Note also that if you intend to make self-referential or
mutually-referential structures, tags are *absolutely required*:
struct list {
struct list *l_next;
int l_whatever;
/* ... more stuff ... */
};
There is no way to avoid the "struct <tag>" here. You *can* do
this:
typedef struct list list;
struct list {
list *l_next;
int l_whatever;
...
};
but the tag is absolutely, completely, 100% necessary.
Since tags are *sometimes* required, and "typedef" in this
case merely saves keystrokes, I recommend always using tags
and never bothering with the typedefs. There are some valid
"pro-typedef" arguments (which I will not repeat here), but
learning "struct <tag>" is necessary, and using the tag is
never harmful. Might as well Just Do It, as the ads say.
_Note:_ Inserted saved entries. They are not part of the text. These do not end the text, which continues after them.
//! Tally - camel-case, function and tab-stop editor commands
//!
//! The core is a token-boundary scanner that runs over any `LineSource`.
//! Commands are dispatched through one table and operate on an injected
//! `EditorContext`, so they are independent of the host editor.

pub mod cli;
pub mod commands;
pub mod config;
pub mod config_paths;
pub mod document;
pub mod outcome;
pub mod scan;
pub mod source;
pub mod tab_stop;
pub mod template;
pub mod trace;
pub mod tracing;

// Re-export commonly used types
pub use commands::{execute, Command};
pub use config::EditorConfig;
pub use document::RopeDocument;
pub use outcome::Outcome;
pub use scan::Scanner;
pub use source::{EditorContext, LineSource, Position};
(Note that there is exactly one situation in C where typedef
is in fact *required*, having to do with the va_arg() macro
in <stdlib.h>. The second parameter to va_arg is a type-name,
and it must be one that can be turned into "pointer to <type>"
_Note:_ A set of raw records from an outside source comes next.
//! aprilbind CLI: detect AprilTags in image files through the native library.

mod overlay;

use aprilbind::{
    Detection, Detector, DetectorBackend, DetectorOptions, FamilySelection, NativeBackend,
};
use clap::{Args, Parser, Subcommand};
use std::path::{Path, PathBuf};

type CliError = Box<dyn std::error::Error>;
type CliResult<T> = Result<T, CliError>;

#[derive(Parser)]
#[command(name = "aprilbind")]
#[command(about = "Detect AprilTags in images using the native AprilTag library")]
#[command(version)]
struct Cli {
    #[command(subcommand)]
    command: Commands,
}

#[derive(Subcommand)]
enum Commands {
    /// Detect tags in an image.
    Detect(CliDetectArgs),

    /// List the tag families the native library provides.
    Families,

    /// Print the effective detector options as JSON.
    Options(CliOptionsArgs),
}

#[derive(Debug, Clone, Args)]
struct CliDetectArgs {
    /// Path to the input image.
    #[arg(long)]
    image: PathBuf,

    /// Path to write detection results (JSON).
    #[arg(long)]
    out: Option<PathBuf>,

    /// Path to write the native library's rendering of the detections.
    #[arg(long)]
    vis: Option<PathBuf>,

    /// Path to write a color overlay of tag outlines on the input image.
    #[arg(long)]
    overlay: Option<PathBuf>,

    #[command(flatten)]
    options: CliOptionsArgs,
}

#[derive(Debug, Clone, Args, Default)]
struct CliOptionsArgs {
    /// JSON file with detector options; flags below override its values.
    #[arg(long = "options")]
    options_file: Option<PathBuf>,

    /// Tag families: "all", or names separated by spaces/commas.
    #[arg(short = 'f', long)]
    families: Option<String>,

    /// Tag border width in bits.
    #[arg(short = 'B', long)]
    border: Option<i32>,

    /// Number of native detector threads.
    #[arg(short = 't', long)]
    nthreads: Option<i32>,

    /// Decimation factor applied before quad detection.
    #[arg(short = 'x', long)]
    quad_decimate: Option<f32>,

    /// Gaussian blur sigma applied before quad detection.
    #[arg(short = 'b', long)]
    quad_blur: Option<f32>,

    /// Do not snap quad edges to strong gradients.
    #[arg(long)]
    no_refine_edges: bool,

    /// Spend more time trying to decode tags.
    #[arg(long)]
    refine_decode: bool,

    /// Spend more time trying to improve the homography.
    #[arg(long)]
    refine_pose: bool,

    /// Let the native library write its debug images.
    #[arg(long)]
    debug: bool,

    /// Use the legacy quad detector instead of contours.
    #[arg(long)]
    no_quad_contours: bool,
}

impl CliOptionsArgs {
    fn to_options(&self) -> CliResult<DetectorOptions> {
        let mut options = match &self.options_file {
            Some(path) => DetectorOptions::from_json_file(path).map_err(|e| -> CliError {
                format!("Failed to load options {}: {}", path.display(), e).into()
            })?,
            None => DetectorOptions::default(),
        };
        self.apply(&mut options);
        options.validate()?;
        Ok(options)
    }

    fn apply(&self, options: &mut DetectorOptions) {
        if let Some(families) = &self.families {
            options.families = FamilySelection::parse(families);
        }
        if let Some(v) = self.border {
            options.border = v;
        }
        if let Some(v) = self.nthreads {
            options.nthreads = v;
        }
        if let Some(v) = self.quad_decimate {
            options.quad_decimate = v;
        }
        if let Some(v) = self.quad_blur {
            options.quad_blur = v;
        }
        if self.no_refine_edges {
            options.refine_edges = false;
        }
        if self.refine_decode {
            options.refine_decode = true;
        }
        if self.refine_pose {
            options.refine_pose = true;
        }
        if self.debug {
            options.debug = true;
        }
        if self.no_quad_contours {
            options.quad_contours = false;
        }
    }
}

#[derive(serde::Serialize)]
struct DetectReport<'a> {
    image: String,
    image_size: [u32; 2],
    detections: &'a [Detection],
}

fn main() -> CliResult<()> {
    tracing_subscriber::fmt()
        .with_env_filter(
            tracing_subscriber::EnvFilter::try_from_default_env()
                .unwrap_or_else(|_| tracing_subscriber::EnvFilter::new("info")),
        )
        .init();

    let cli = Cli::parse();

    match cli.command {
        Commands::Detect(args) => run_detect(&args),
        Commands::Families => run_families(),
        Commands::Options(args) => run_options(&args),
    }
}

// ── families ───────────────────────────────────────────────────────────

fn run_families() -> CliResult<()> {
    let backend = NativeBackend::new()?;
    println!("Native library: {}", backend.api().path.display());
    for name in backend.available_families()? {
        println!("  {name}");
    }
    Ok(())
}

// ── options ────────────────────────────────────────────────────────────

fn run_options(args: &CliOptionsArgs) -> CliResult<()> {
    println!("{}", args.to_options()?.to_json_pretty()?);
    Ok(())
}

// ── detect ─────────────────────────────────────────────────────────────

fn run_detect(args: &CliDetectArgs) -> CliResult<()> {
    tracing::info!("Loading image: {}", args.image.display());

    let img = image::open(&args.image).map_err(|e| -> CliError {
        format!("Failed to open image {}: {}", args.image.display(), e).into()
    })?;
    let gray = img.to_luma8();
    let (w, h) = gray.dimensions();

    tracing::info!("Image size: {}x{}", w, h);

    let options = args.options.to_options()?;
    let mut detector = Detector::with_options(options)?;

    let (detections, vis) = if args.vis.is_some() {
        let (d, v) = detector.detect_with_visualization(&gray)?;
        (d, Some(v))
    } else {
        (detector.detect(&gray)?, None)
    };

    tracing::info!("Detected {} tags", detections.len());
    print!("{}", format_detections(&detections));

    if let Some(out) = &args.out {
        let report = DetectReport {
            image: args.image.display().to_string(),
            image_size: [w, h],
            detections: &detections,
        };
        std::fs::write(out, serde_json::to_string_pretty(&report)?)?;
        tracing::info!("Results written to {}", out.display());
    }

    if let (Some(path), Some(vis)) = (&args.vis, vis) {
        save_image(path, || vis.save(path))?;
    }

    if let Some(path) = &args.overlay {
        let canvas = overlay::draw_detections(&gray, &detections);
        save_image(path, || canvas.save(path))?;
    }

    Ok(())
}

fn save_image(
    path: &Path,
    save: impl FnOnce() -> image::ImageResult<()>,
) -> CliResult<()> {
    save().map_err(|e| -> CliError {
        format!("Failed to write image {}: {}", path.display(), e).into()
    })?;
    tracing::info!("Image written to {}", path.display());
    Ok(())
}

/// `Detection i of n:` headers followed by indented detection blocks.
fn format_detections(detections: &[Detection]) -> String {
    let n = detections.len();
    let mut out = String::new();
    for (i, det) in detections.iter().enumerate() {
        out.push_str(&format!("Detection {} of {}:\n", i + 1, n));
        out.push_str(&det.to_string_indented(2));
        out.push_str("\n\n");
    }
    out
}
by adding an asterisk at the end, as by macro expansion. For
most C types, this happens naturally:
int i = va_arg(ap, int); /* int * => pointer to int */
char *cp = va_arg(ap, char *); /* char ** => pointer to (char *) */
but there are a few where it does not:
void (*fp)(int) = va_arg(ap, ???what can you put here???);
The variable "fp" has type "void (*)(int)", or "pointer to
function taking int and returning void". A pointer to that
type is a "pointer to pointer to function taking int and
returning void", which is spelled "void (**)(int)" in C. In
other words, the extra "*" has to go in the middle, not at
the end. So you must insert a typedef, such as:
typedef void (*zorg_function_ptr)(int);
zorg_function_ptr fp = va_arg(ap, zorg_function_ptr);
or:
typedef void zorg_function(int);
zorg_function *fp = va_arg(ap, zorg_function *);
Either of these is valid. When dealing with complicated
function-pointer types, using typedef can make the code more
readable, too. But I find that typedef "damages" C syntax rather
badly, in that what used to be simple and obvious becomes complex
and unobvious:
typedef int x;
int f() { x x; x = 42; return x; }
This is valid C code! There are situations worse than this, in
which it is not at all clear whether some identifier is a typedef-name
or an ordinary identifier; only some entity that has access to the
entire C code, and has parsed it token by token, can tell. C
compilers can figure it out; but human programmers get it wrong.
If you just spell out the "struct" keyword, it becomes simple
and obvious again, and programmers can get it right again.)